'''

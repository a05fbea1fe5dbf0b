//! Periodic sweep of expired session tokens.
//!
//! Expired tokens never validate, so this is housekeeping only: it keeps the `tokens` table from
//! growing without bound. It is enabled by setting `auth.tokens.cleanup_interval`.

use std::time::Duration;

use sqlx::PgPool;
use tokio_util::sync::CancellationToken;

use crate::db::{errors::Result, handlers::Tokens};

/// Delete every expired token once.
#[tracing::instrument(skip(pool))]
pub async fn sweep_expired_tokens(pool: &PgPool, query_timeout: Duration) -> Result<u64> {
    let mut conn = pool.acquire().await?;
    Tokens::new(&mut conn).with_timeout(query_timeout).delete_expired().await
}

/// Sweep on every tick of `interval` until `shutdown` is cancelled. Failures are logged and the
/// next tick tries again.
pub async fn run_token_cleanup(pool: PgPool, interval: Duration, query_timeout: Duration, shutdown: CancellationToken) {
    tracing::info!("Starting token cleanup every {:?}", interval);

    let mut ticker = tokio::time::interval(interval);
    ticker.set_missed_tick_behavior(tokio::time::MissedTickBehavior::Skip);

    loop {
        tokio::select! {
            _ = shutdown.cancelled() => {
                tracing::info!("Token cleanup stopped");
                return;
            }
            _ = ticker.tick() => {
                match sweep_expired_tokens(&pool, query_timeout).await {
                    Ok(0) => tracing::trace!("No expired tokens to remove"),
                    Ok(removed) => tracing::info!(removed, "Removed expired tokens"),
                    Err(e) => tracing::error!("Token cleanup failed: {}", e),
                }
            }
        }
    }
}
//! Database models for foods.

use chrono::{DateTime, Utc};
use sqlx::FromRow;

use crate::db::models::catalog::{Country, Taste};
use crate::errors::Error;
use crate::types::{CountryId, FoodId, TasteId};

/// Database request for creating a food.
///
/// The slug is not part of the request; it is always derived from `known_as`.
#[derive(Debug, Clone, Default)]
pub struct FoodCreateDBRequest {
    pub known_as: String,
    pub country_id: Option<CountryId>,
    pub make_year: i32,
    pub description: String,
    /// Taste ids to associate. Empty means no associations are written.
    pub taste_ids: Vec<TasteId>,
}

/// Database request for updating a food.
///
/// `taste_ids` always replaces the stored set, so an empty vec clears it.
#[derive(Debug, Clone, Default)]
pub struct FoodUpdateDBRequest {
    pub known_as: String,
    pub country_id: Option<CountryId>,
    pub make_year: i32,
    pub description: String,
    pub taste_ids: Vec<TasteId>,
}

/// Filter for listing foods. Foods are always ordered by `known_as`.
#[derive(Debug, Clone, Default)]
pub struct FoodFilter {
    pub skip: i64,
    pub limit: Option<i64>,
}

impl FoodFilter {
    /// Every food, unpaginated
    pub fn all() -> Self {
        Self::default()
    }

    /// One 1-based page of `page_size` foods.
    pub fn page(page: i64, page_size: i64) -> Result<Self, Error> {
        if page < 1 {
            return Err(Error::BadRequest {
                message: format!("page must be at least 1, got {page}"),
            });
        }
        if page_size < 1 {
            return Err(Error::BadRequest {
                message: format!("page size must be at least 1, got {page_size}"),
            });
        }
        let skip = (page - 1).checked_mul(page_size).ok_or_else(|| Error::BadRequest {
            message: "page is out of range".to_string(),
        })?;

        Ok(Self {
            skip,
            limit: Some(page_size),
        })
    }
}

/// A `foods` row left-joined with its country
#[derive(Debug, Clone, FromRow)]
pub(crate) struct FoodRow {
    pub id: FoodId,
    pub known_as: String,
    pub country_id: Option<CountryId>,
    pub make_year: i32,
    pub slug: String,
    pub description: String,
    pub created_at: DateTime<Utc>,
    pub updated_at: DateTime<Utc>,
    pub country_name: Option<String>,
    pub country_created_at: Option<DateTime<Utc>>,
    pub country_updated_at: Option<DateTime<Utc>>,
}

impl FoodRow {
    /// The joined country, if the reference resolved
    pub fn country(&self) -> Option<Country> {
        match (self.country_id, &self.country_name, self.country_created_at, self.country_updated_at) {
            (Some(id), Some(name), Some(created_at), Some(updated_at)) => Some(Country {
                id,
                country_name: name.clone(),
                created_at,
                updated_at,
            }),
            _ => None,
        }
    }
}

/// Database response for a food, hydrated with its country and taste set
#[derive(Debug, Clone)]
pub struct FoodDBResponse {
    pub id: FoodId,
    pub known_as: String,
    pub slug: String,
    pub description: String,
    pub make_year: i32,
    pub country_id: Option<CountryId>,
    pub country: Option<Country>,
    pub tastes: Vec<Taste>,
    pub created_at: DateTime<Utc>,
    pub updated_at: DateTime<Utc>,
}

impl From<(FoodRow, Vec<Taste>)> for FoodDBResponse {
    fn from((row, tastes): (FoodRow, Vec<Taste>)) -> Self {
        let country = row.country();
        Self {
            id: row.id,
            known_as: row.known_as,
            slug: row.slug,
            description: row.description,
            make_year: row.make_year,
            country_id: row.country_id,
            country,
            tastes,
            created_at: row.created_at,
            updated_at: row.updated_at,
        }
    }
}

impl FoodDBResponse {
    pub fn taste_ids(&self) -> Vec<TasteId> {
        self.tastes.iter().map(|t| t.id).collect()
    }
}
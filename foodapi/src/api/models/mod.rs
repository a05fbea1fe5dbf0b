//! API request and response data models.
//!
//! This module contains the data structures used for HTTP request deserialization
//! and response serialization. These models define the public API contract.
//!
//! # Design Principles
//!
//! - **Separation of Concerns**: API models are distinct from database models,
//!   allowing independent evolution of API and storage representations
//! - **Validation**: Models use serde for deserialization and validation
//! - **OpenAPI**: All models are annotated with `utoipa` for automatic API docs
//! - **Envelope**: Every response body is an [`envelope::ApiResponse`]
//!
//! # Model Categories
//!
//! - [`auth`]: Login, logout and token validation payloads
//! - [`users`]: Admin user profiles and the save payload
//! - [`foods`]: Foods, countries, tastes and select-box options
//! - [`envelope`]: The `{error, message, data}` wrapper

pub mod auth;
pub mod envelope;
pub mod foods;
pub mod users;
use clap::Parser;
use foodapi::{Application, Config, telemetry};

/// Wait for shutdown signal (SIGTERM or Ctrl+C)
async fn shutdown_signal() {
    use tokio::signal;

    let ctrl_c = async {
        if let Err(e) = signal::ctrl_c().await {
            tracing::error!("Failed to listen for Ctrl+C: {}", e);
            std::future::pending::<()>().await;
        }
    };

    #[cfg(unix)]
    let terminate = async {
        match signal::unix::signal(signal::unix::SignalKind::terminate()) {
            Ok(mut sigterm) => {
                sigterm.recv().await;
            }
            Err(e) => {
                tracing::error!("Failed to install SIGTERM handler: {}", e);
                std::future::pending::<()>().await;
            }
        }
    };

    #[cfg(not(unix))]
    let terminate = std::future::pending::<()>();

    tokio::select! {
        _ = ctrl_c => {
            tracing::info!("Received Ctrl+C, shutting down gracefully...");
        },
        _ = terminate => {
            tracing::info!("Received SIGTERM, shutting down gracefully...");
        },
    }
}

#[tokio::main]
async fn main() -> anyhow::Result<()> {
    // Parse CLI args
    let args = foodapi::config::Args::parse();

    // Load configuration
    let config = Config::load(&args)?;

    // If --validate flag is set, exit successfully after config validation
    if args.validate {
        println!("Configuration is valid.");
        return Ok(());
    }

    telemetry::init_telemetry(config.log_format)?;

    tracing::debug!("{:?}", args);

    // Run the application with graceful shutdown on SIGTERM/Ctrl+C
    let shutdown = shutdown_signal();
    Application::new(config).await?.serve(shutdown).await
}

'''

Work instructions>
Look through the entries and copy every line in which the string "args" appears.

Exercise result>
    // Parse CLI args
    let args = foodapi::config::Args::parse();
    let config = Config::load(&args)?;
    if args.validate {
    tracing::debug!("{:?}", args);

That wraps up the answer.